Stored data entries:
►
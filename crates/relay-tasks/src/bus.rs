use std::collections::HashMap;
use std::sync::Mutex;

use relay_store::TaskEvent;
use tokio::sync::mpsc;

#[derive(Debug)]
pub enum BusItem {
    Event(TaskEvent),
    End,
}

#[derive(Default)]
struct TaskChannel {
    next_subscriber_id: u64,
    subscribers: Vec<(u64, mpsc::UnboundedSender<BusItem>)>,
}

/// In-process fan-out of task events to live subscribers.
///
/// Channels are unbounded so a slow observer can never force an event drop;
/// the no-gap delivery contract rules out lossy broadcast. A task's channel
/// exists only while it has subscribers and disappears on end-of-stream, so
/// the registry does not grow with finished tasks.
#[derive(Default)]
pub struct TaskEventBus {
    channels: Mutex<HashMap<String, TaskChannel>>,
}

impl TaskEventBus {
    pub fn new() -> Self {
        Self::default()
    }

    pub(crate) fn attach(&self, task_id: &str) -> (u64, mpsc::UnboundedReceiver<BusItem>) {
        let (tx, rx) = mpsc::unbounded_channel();
        let mut channels = self.channels.lock().expect("event bus mutex poisoned");
        let channel = channels.entry(task_id.to_string()).or_default();
        channel.next_subscriber_id += 1;
        let id = channel.next_subscriber_id;
        channel.subscribers.push((id, tx));
        (id, rx)
    }

    pub(crate) fn detach(&self, task_id: &str, subscriber_id: u64) {
        let mut channels = self.channels.lock().expect("event bus mutex poisoned");
        if let Some(channel) = channels.get_mut(task_id) {
            channel.subscribers.retain(|(id, _)| *id != subscriber_id);
            if channel.subscribers.is_empty() {
                channels.remove(task_id);
            }
        }
    }

    pub(crate) fn publish(&self, task_id: &str, event: TaskEvent) {
        let mut channels = self.channels.lock().expect("event bus mutex poisoned");
        if let Some(channel) = channels.get_mut(task_id) {
            channel
                .subscribers
                .retain(|(_, tx)| tx.send(BusItem::Event(event.clone())).is_ok());
        }
    }

    pub(crate) fn end(&self, task_id: &str) {
        let mut channels = self.channels.lock().expect("event bus mutex poisoned");
        if let Some(channel) = channels.remove(task_id) {
            for (_, tx) in channel.subscribers {
                let _ = tx.send(BusItem::End);
            }
        }
    }

    pub fn active_channels(&self) -> usize {
        self.channels.lock().expect("event bus mutex poisoned").len()
    }
}

#[cfg(test)]
mod tests {
    use super::*;
    use chrono::Utc;
    use relay_store::TaskEventKind;
    use serde_json::json;

    fn event(id: i64) -> TaskEvent {
        TaskEvent {
            id,
            task_id: "t-1".to_string(),
            kind: TaskEventKind::Delta,
            data: json!({}),
            created_at: Utc::now(),
        }
    }

    #[tokio::test(flavor = "current_thread")]
    async fn subscribers_receive_published_events_then_end() {
        let bus = TaskEventBus::new();
        let (_, mut rx) = bus.attach("t-1");

        bus.publish("t-1", event(1));
        bus.end("t-1");

        assert!(matches!(rx.recv().await, Some(BusItem::Event(e)) if e.id == 1));
        assert!(matches!(rx.recv().await, Some(BusItem::End)));
        assert_eq!(bus.active_channels(), 0);
    }

    #[tokio::test(flavor = "current_thread")]
    async fn detach_removes_empty_channel() {
        let bus = TaskEventBus::new();
        let (id, _rx) = bus.attach("t-1");
        assert_eq!(bus.active_channels(), 1);
        bus.detach("t-1", id);
        assert_eq!(bus.active_channels(), 0);
    }

    #[tokio::test(flavor = "current_thread")]
    async fn publish_without_subscribers_is_a_no_op() {
        let bus = TaskEventBus::new();
        bus.publish("t-unknown", event(1));
        assert_eq!(bus.active_channels(), 0);
    }
}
◄
### What the task asks:
Having read the entries above, repeat them exactly.

### Expected output:
filename crates/relay-tasks/src/bus.rs
use std::collections::HashMap;
use std::sync::Mutex;

use relay_store::TaskEvent;
use tokio::sync::mpsc;

#[derive(Debug)]
pub enum BusItem {
    Event(TaskEvent),
    End,
}

#[derive(Default)]
struct TaskChannel {
    next_subscriber_id: u64,
    subscribers: Vec<(u64, mpsc::UnboundedSender<BusItem>)>,
}

/// In-process fan-out of task events to live subscribers.
///
/// Channels are unbounded so a slow observer can never force an event drop;
/// the no-gap delivery contract rules out lossy broadcast. A task's channel
/// exists only while it has subscribers and disappears on end-of-stream, so
/// the registry does not grow with finished tasks.
#[derive(Default)]
pub struct TaskEventBus {
    channels: Mutex<HashMap<String, TaskChannel>>,
}

impl TaskEventBus {
    pub fn new() -> Self {
        Self::default()
    }

    pub(crate) fn attach(&self, task_id: &str) -> (u64, mpsc::UnboundedReceiver<BusItem>) {
        let (tx, rx) = mpsc::unbounded_channel();
        let mut channels = self.channels.lock().expect("event bus mutex poisoned");
        let channel = channels.entry(task_id.to_string()).or_default();
        channel.next_subscriber_id += 1;
        let id = channel.next_subscriber_id;
        channel.subscribers.push((id, tx));
        (id, rx)
    }

    pub(crate) fn detach(&self, task_id: &str, subscriber_id: u64) {
        let mut channels = self.channels.lock().expect("event bus mutex poisoned");
        if let Some(channel) = channels.get_mut(task_id) {
            channel.subscribers.retain(|(id, _)| *id != subscriber_id);
            if channel.subscribers.is_empty() {
                channels.remove(task_id);
            }
        }
    }

    pub(crate) fn publish(&self, task_id: &str, event: TaskEvent) {
        let mut channels = self.channels.lock().expect("event bus mutex poisoned");
        if let Some(channel) = channels.get_mut(task_id) {
            channel
                .subscribers
                .retain(|(_, tx)| tx.send(BusItem::Event(event.clone())).is_ok());
        }
    }

    pub(crate) fn end(&self, task_id: &str) {
        let mut channels = self.channels.lock().expect("event bus mutex poisoned");
        if let Some(channel) = channels.remove(task_id) {
            for (_, tx) in channel.subscribers {
                let _ = tx.send(BusItem::End);
            }
        }
    }

    pub fn active_channels(&self) -> usize {
        self.channels.lock().expect("event bus mutex poisoned").len()
    }
}

#[cfg(test)]
mod tests {
    use super::*;
    use chrono::Utc;
    use relay_store::TaskEventKind;
    use serde_json::json;

    fn event(id: i64) -> TaskEvent {
        TaskEvent {
            id,
            task_id: "t-1".to_string(),
            kind: TaskEventKind::Delta,
            data: json!({}),
            created_at: Utc::now(),
        }
    }

    #[tokio::test(flavor = "current_thread")]
    async fn subscribers_receive_published_events_then_end() {
        let bus = TaskEventBus::new();
        let (_, mut rx) = bus.attach("t-1");

        bus.publish("t-1", event(1));
        bus.end("t-1");

        assert!(matches!(rx.recv().await, Some(BusItem::Event(e)) if e.id == 1));
        assert!(matches!(rx.recv().await, Some(BusItem::End)));
        assert_eq!(bus.active_channels(), 0);
    }

    #[tokio::test(flavor = "current_thread")]
    async fn detach_removes_empty_channel() {
        let bus = TaskEventBus::new();
        let (id, _rx) = bus.attach("t-1");
        assert_eq!(bus.active_channels(), 1);
        bus.detach("t-1", id);
        assert_eq!(bus.active_channels(), 0);
    }

    #[tokio::test(flavor = "current_thread")]
    async fn publish_without_subscribers_is_a_no_op() {
        let bus = TaskEventBus::new();
        bus.publish("t-unknown", event(1));
        assert_eq!(bus.active_channels(), 0);
    }
}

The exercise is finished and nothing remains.